The Guardian a few days ago had a news story that included a list of the five richest families in Britain. I knew the Duke of Westminster's family had long been the richest in the country, but the appearance of the Cadogan's got me thinking about what different sources of wealth between the richest five British and the richest five American families might tell us about the different historical trajectories followed by the two countries, especially their two economies. While I like to think of them as more alike than different, as an historian it is my job to look for evidence that challenges my view. Sports is a good one. Maybe rich people are, too.
The Cadogans are the oldest family in terms of being rich and influential. They have links to Cromwell's parliamentary army, the Duke of Marlborough (the Churchills) and the Glorious Revolution and service in the Napoleonic Wars. Their wealth rests on London property, inherited after marrying the Sloane heiress in 1717.
The Grosvenors are like the Cadogans in their fortune resting on ownership of parts of London. However, at the time the Cadogans were marrying into London property, the Grosvenors were based in Cheshire. It was the first marquess of Westminster whose development of Belgravia and Pimlico on the edges of Westminster who really founded the family fortune.

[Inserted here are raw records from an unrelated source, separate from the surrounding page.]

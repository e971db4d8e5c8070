// SqliteCorpusStore: rusqlite backend implementing the CorpusStore trait.
//
// Thin wrapper: each method delegates to the free functions in queries.rs,
// which stay usable against a bare Connection in tests.

use anyhow::Result;
use rusqlite::Connection;

use super::models::{CacheEntry, CachedCorpus};
use super::queries;
use super::traits::CorpusStore;

pub struct SqliteCorpusStore {
    conn: Connection,
}

impl SqliteCorpusStore {
    /// Wrap an already-opened connection whose tables exist.
    pub fn new(conn: Connection) -> Self {
        Self { conn }
    }

    pub fn connection(&self) -> &Connection {
        &self.conn
    }
}

impl CorpusStore for SqliteCorpusStore {
    fn get(&self, key: &str) -> Result<Option<CachedCorpus>> {
        queries::get_corpus(&self.conn, key)
    }

    fn put(&self, entry: &CachedCorpus) -> Result<()> {
        queries::save_corpus(&self.conn, entry)
    }

    fn forget(&self, key: &str) -> Result<bool> {
        queries::delete_corpus(&self.conn, key)
    }

    fn clear(&self) -> Result<usize> {
        queries::clear_corpora(&self.conn)
    }

    fn list(&self) -> Result<Vec<CacheEntry>> {
        queries::list_entries(&self.conn)
    }
}
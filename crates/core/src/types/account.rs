//! Account types for the auth service.

use serde::{Deserialize, Serialize};
use thiserror::Error;

/// Account role, fixed at signup.
///
/// Sellers may create and edit catalog products; buyers may not.
#[derive(Debug, Clone, Copy, PartialEq, Eq, Serialize, Deserialize)]
pub enum Role {
    /// Regular shopper.
    Buyer,
    /// Merchant account with catalog write access.
    Seller,
}

/// Error parsing a [`Role`] from a string.
#[derive(Debug, Error)]
#[error("unknown role {0:?}, expected \"Buyer\" or \"Seller\"")]
pub struct RoleParseError(String);

impl core::str::FromStr for Role {
    type Err = RoleParseError;

    fn from_str(s: &str) -> Result<Self, Self::Err> {
        match s {
            "Buyer" | "buyer" => Ok(Self::Buyer),
            "Seller" | "seller" => Ok(Self::Seller),
            other => Err(RoleParseError(other.to_string())),
        }
    }
}

impl core::fmt::Display for Role {
    fn fmt(&self, f: &mut core::fmt::Formatter<'_>) -> core::fmt::Result {
        f.write_str(match self {
            Self::Buyer => "Buyer",
            Self::Seller => "Seller",
        })
    }
}

/// Account profile as returned by `GET /profile`.
#[derive(Debug, Clone, Serialize, Deserialize)]
pub struct Profile {
    /// Account email address.
    pub email: String,
    /// Contact phone number, if the account registered one.
    #[serde(default)]
    pub phone: Option<String>,
    /// Account role.
    pub role: Role,
}

/// Payload for `POST /signup`.
#[derive(Debug, Clone, Serialize, Deserialize)]
pub struct SignupRequest {
    /// Account email address.
    pub email: String,
    /// Plaintext password; hashing is the auth service's job.
    pub password: String,
    /// Contact phone number.
    pub phone: String,
    /// Requested account role.
    pub role: Role,
}

#[cfg(test)]
#[allow(clippy::unwrap_used)]
mod tests {
    use super::*;

    #[test]
    fn test_role_wire_values() {
        assert_eq!(serde_json::to_string(&Role::Buyer).unwrap(), "\"Buyer\"");
        assert_eq!(serde_json::to_string(&Role::Seller).unwrap(), "\"Seller\"");
    }

    #[test]
    fn test_role_from_str() {
        assert_eq!("Seller".parse::<Role>().unwrap(), Role::Seller);
        assert_eq!("buyer".parse::<Role>().unwrap(), Role::Buyer);
        assert!("Admin".parse::<Role>().is_err());
    }

    #[test]
    fn test_profile_tolerates_missing_phone() {
        let profile: Profile =
            serde_json::from_str(r#"{"email":"a@b.co","role":"Buyer"}"#).unwrap();
        assert_eq!(profile.phone, None);
    }
}
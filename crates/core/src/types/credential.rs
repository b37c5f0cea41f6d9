//! Bearer credential types.
//!
//! The auth service issues an opaque bearer token at login. The client
//! never inspects its contents; it is forwarded verbatim in the
//! `Authorization` header until the server rejects it.

use secrecy::{ExposeSecret, SecretString};

/// Opaque bearer token representing an authenticated session.
///
/// Implements `Debug` via [`SecretString`], which redacts the value.
#[derive(Clone, Debug)]
pub struct AccessToken(SecretString);

impl AccessToken {
    /// Wrap a raw token string.
    #[must_use]
    pub fn new(token: impl Into<String>) -> Self {
        Self(SecretString::from(token.into()))
    }

    /// Expose the raw token for header construction.
    #[must_use]
    pub fn expose(&self) -> &str {
        self.0.expose_secret()
    }
}

impl From<String> for AccessToken {
    fn from(token: String) -> Self {
        Self::new(token)
    }
}
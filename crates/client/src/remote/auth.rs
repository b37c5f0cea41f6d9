//! Auth service client.
//!
//! Exchanges credentials for the opaque bearer token and reads the account
//! profile. Password hashing and token issuance are the service's job; this
//! client only forwards values over the wire.

use reqwest::header::AUTHORIZATION;
use serde::{Deserialize, Serialize};
use tracing::instrument;
use url::Url;

use bramble_core::{AccessToken, Profile, SignupRequest};

use crate::error::ApiError;
use crate::session::Session;

use super::{base_str, bearer, decode_json, expect_ack};

/// Client for the user service's authentication endpoints.
#[derive(Debug, Clone)]
pub struct AuthClient {
    client: reqwest::Client,
    base: String,
}

#[derive(Serialize)]
struct LoginBody<'a> {
    email: &'a str,
    password: &'a str,
}

#[derive(Deserialize)]
struct LoginResponse {
    #[serde(default)]
    token: Option<String>,
}

impl AuthClient {
    /// Create a client for the user service at `base`.
    #[must_use]
    pub fn new(base: &Url) -> Self {
        Self {
            client: reqwest::Client::new(),
            base: base_str(base),
        }
    }

    /// Exchange an email/password pair for a bearer token.
    ///
    /// A success response without a token in the body is treated the same
    /// as a rejected credential.
    ///
    /// # Errors
    ///
    /// `Unauthorized` on rejected credentials, otherwise the transport or
    /// decode failure.
    #[instrument(skip(self, password), fields(email = %email))]
    pub async fn login(&self, email: &str, password: &str) -> Result<AccessToken, ApiError> {
        let response = self
            .client
            .post(format!("{}/login", self.base))
            .json(&LoginBody { email, password })
            .send()
            .await?;

        let body: LoginResponse = decode_json(response, "login").await?;
        body.token.map(AccessToken::new).ok_or(ApiError::Unauthorized)
    }

    /// Register a new account.
    ///
    /// # Errors
    ///
    /// Returns the remote failure; the caller logs in separately afterwards.
    #[instrument(skip(self, request), fields(email = %request.email))]
    pub async fn signup(&self, request: &SignupRequest) -> Result<(), ApiError> {
        let response = self
            .client
            .post(format!("{}/signup", self.base))
            .json(request)
            .send()
            .await?;

        expect_ack(response, "signup").await.map(|_| ())
    }

    /// Fetch the profile for the session's account.
    ///
    /// `Unauthorized` here means the token has expired; callers drop the
    /// session and prompt for a fresh login.
    ///
    /// # Errors
    ///
    /// `Unauthenticated` when the session has no token, otherwise the
    /// remote failure.
    #[instrument(skip(self, session))]
    pub async fn profile(&self, session: &Session) -> Result<Profile, ApiError> {
        let token = session.require_token()?;

        let response = self
            .client
            .get(format!("{}/profile", self.base))
            .header(AUTHORIZATION, bearer(token))
            .send()
            .await?;

        decode_json(response, "profile").await
    }
}

#[cfg(test)]
#[allow(clippy::unwrap_used)]
mod tests {
    use super::*;

    #[test]
    fn test_login_response_tolerates_missing_token() {
        let body: LoginResponse = serde_json::from_str("{}").unwrap();
        assert!(body.token.is_none());

        let with_token: LoginResponse =
            serde_json::from_str("{\"token\":\"abc\",\"expiresIn\":3600}").unwrap();
        assert_eq!(with_token.token.as_deref(), Some("abc"));
    }

    #[tokio::test]
    async fn test_profile_without_credential_fails_fast() {
        let base = Url::parse("http://localhost:9").unwrap();
        let client = AuthClient::new(&base);

        let err = client
            .profile(&Session::anonymous())
            .await
            .expect_err("anonymous profile must fail");
        assert!(matches!(err, ApiError::Unauthenticated));
    }
}
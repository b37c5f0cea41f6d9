//! Remote HTTP service clients.
//!
//! # Architecture
//!
//! - Plain REST/JSON over `reqwest`
//! - Bearer credentials sent as `Authorization: Bearer <token>`
//! - Response bodies are read as text first so decode failures can be
//!   logged with the offending payload, then parsed with `serde_json`
//! - No retries anywhere; the user re-triggers failed actions
//!
//! # Services
//!
//! - [`AuthClient`] - user service: login, signup, profile
//! - [`HttpMutationClient`] - user service: cart/wishlist membership
//! - [`CatalogClient`] - catalog service: product listing and seller writes

pub mod auth;
pub mod catalog;
pub mod mutation;

pub use auth::AuthClient;
pub use catalog::CatalogClient;
pub use mutation::{HttpMutationClient, MutationApi};

use serde::Deserialize;
use serde::de::DeserializeOwned;
use url::Url;

use bramble_core::AccessToken;

use crate::error::ApiError;

/// Acknowledgement returned by mutation endpoints.
///
/// The body is advisory; an undecodable ack on a success status is treated
/// as an empty one rather than an error.
#[derive(Debug, Clone, Default, Deserialize)]
pub struct Ack {
    /// Optional human-readable server message.
    #[serde(default)]
    pub message: Option<String>,
}

/// `Authorization` header value for a bearer token.
pub(crate) fn bearer(token: &AccessToken) -> String {
    format!("Bearer {}", token.expose())
}

/// Base URL as a string without a trailing slash, for endpoint formatting.
pub(crate) fn base_str(url: &Url) -> String {
    url.as_str().trim_end_matches('/').to_string()
}

/// Map a non-success HTTP status to the error taxonomy.
pub(crate) fn status_error(status: reqwest::StatusCode, context: &str) -> ApiError {
    match status.as_u16() {
        401 | 403 => ApiError::Unauthorized,
        404 => ApiError::NotFound(context.to_string()),
        code => ApiError::Server(code),
    }
}

/// Decode a JSON response, logging the body on failure.
pub(crate) async fn decode_json<T: DeserializeOwned>(
    response: reqwest::Response,
    context: &str,
) -> Result<T, ApiError> {
    let status = response.status();
    let text = response.text().await?;

    if !status.is_success() {
        tracing::debug!(
            context,
            status = %status,
            body = %truncate(&text),
            "remote call failed"
        );
        return Err(status_error(status, context));
    }

    serde_json::from_str(&text).map_err(|err| {
        tracing::error!(
            context,
            error = %err,
            body = %truncate(&text),
            "failed to decode response body"
        );
        ApiError::Malformed(err)
    })
}

/// Check the status and decode an [`Ack`], tolerating bodies that are not
/// valid acks (empty, plain text) on success.
pub(crate) async fn expect_ack(response: reqwest::Response, context: &str) -> Result<Ack, ApiError> {
    let status = response.status();
    let text = response.text().await?;

    if !status.is_success() {
        tracing::debug!(
            context,
            status = %status,
            body = %truncate(&text),
            "remote call failed"
        );
        return Err(status_error(status, context));
    }

    Ok(serde_json::from_str(&text).unwrap_or_default())
}

fn truncate(s: &str) -> String {
    s.chars().take(500).collect()
}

There is about a hundred-year gap between the Grosvenors and The Hindujas in terms of launching a family fortune. The Hindujas were originally from Sind, and the business began in Bombay, but they were active in the traditional trade across the Arabian Sea between Persia and Bombay. In 1919, the Hindujas set up in Tehran, and in the 1950s and 1960s Iran became central to their money-making. After the fall of the Shah in 1979, the Hindujas moved their base to London, although most of the business activities remained located in India and the Near East. One can think of the Hinduja wealth as a creation of the trading network shaped by the British Empire. In this sense, the Hindujas are very unlike the Cadogans and Grosvenors.
The Reubens are like the Hindujas, in that they are something of an Imperial legacy. They too started in Bombay, and then made their way to London. The difference is that they did that a lot earlier, with the family arriving in the early 1950s, not long after India's independence. They were traders, and benefited from London's rapid reassertion of its position as the most important global financial centre despite the tremendous debt left from the Second World War, the transformation of the US dollar into the world's reserve currency and the continued decline of Britain's economic position relative to other states. Rich by the 1980s, they did well out of the end of the Cold War, although they are said to have terminated their links with Russian businessmen in the early years of this century.
Mike Ashley is a post-Thatcher creation, and his achievement resembles that of Sainsbury of Victorian Britain (a dynamic period with a few fortunes built by those of humble origins), in that he transformed retail into a fortune. He made his money selling sportswear to Britons and buying up other businesses. His business interests really expanded during the long 1994-2008 economic boom that transformed Britain out of all recognition from the 'sick man of Europe' of the 1970s and 1980s. Ashley's family background is relatively humble, compared to the other four names on the British side of this list.
The Mars family name will be familiar to all Britons via the Mars bar, the British equivalent to America's Milky Way. The founder, Frank Mars, is a bit unusual in this list for having experienced a business failure with his first efforts in 1911. He tried again in the 1920s, and launched a British subsidiary in the depths of depression in 1932.
Fred C. Koch, founder of The Koch family fortune, like the Mars, has ties to Britain. In the 1920s he worked at an oil refinery in Kent, until in 1925 he moved to Wichita, Kansas, to found his oil refining business. Legal troubles in the US ensured that he found markets for his refining process outside the United States, which ended up shaping his political views. Koch Industries was founded in 1940, and later expanded from its core engineering business to become an oil and chemical conglomerate.
The Pritzker family is traditionally associated with the Hyatt hotel chain, although they were not the original owners of the original Hyatt. In fact, the family is from Chicago, and started their ascent to wealth as lawyers and investors. They also made quite a bit from traditional manufacturing through their ownership of what became the Marmon Group. Their accumulation began in earnest in the late 1950s and early 1960s, although the original Pritzker investments date back to the mid-1950s
The Waltons should need little introduction here, as their Wal-Marts are everywhere. The first Wal-Mart opened its doors in 1962.
The Duncans of Houston, Texas, offer the classic Texan story of wealth, based on oil and gas. However, they did not make their money from drilling oil wells, but by ownership of pipelines and storage facilities. They are also among the newer wealthy families. Dan Duncan spent some years working for another company before setting up for himself in 1968.
So can we draw any conclusions from this list of names? Not conclusions, perhaps, but there is one key observation. It is interesting that (with one exception) the American list reflects the post-1945 economic history of the United States, whereas the British list represents three very distinct phases of the kingdom's history. Put together, in the way I like to treat Anglo-America, though, and the really interesting point is that the British list is far more multi-cultural than the American one. And I would have expected that.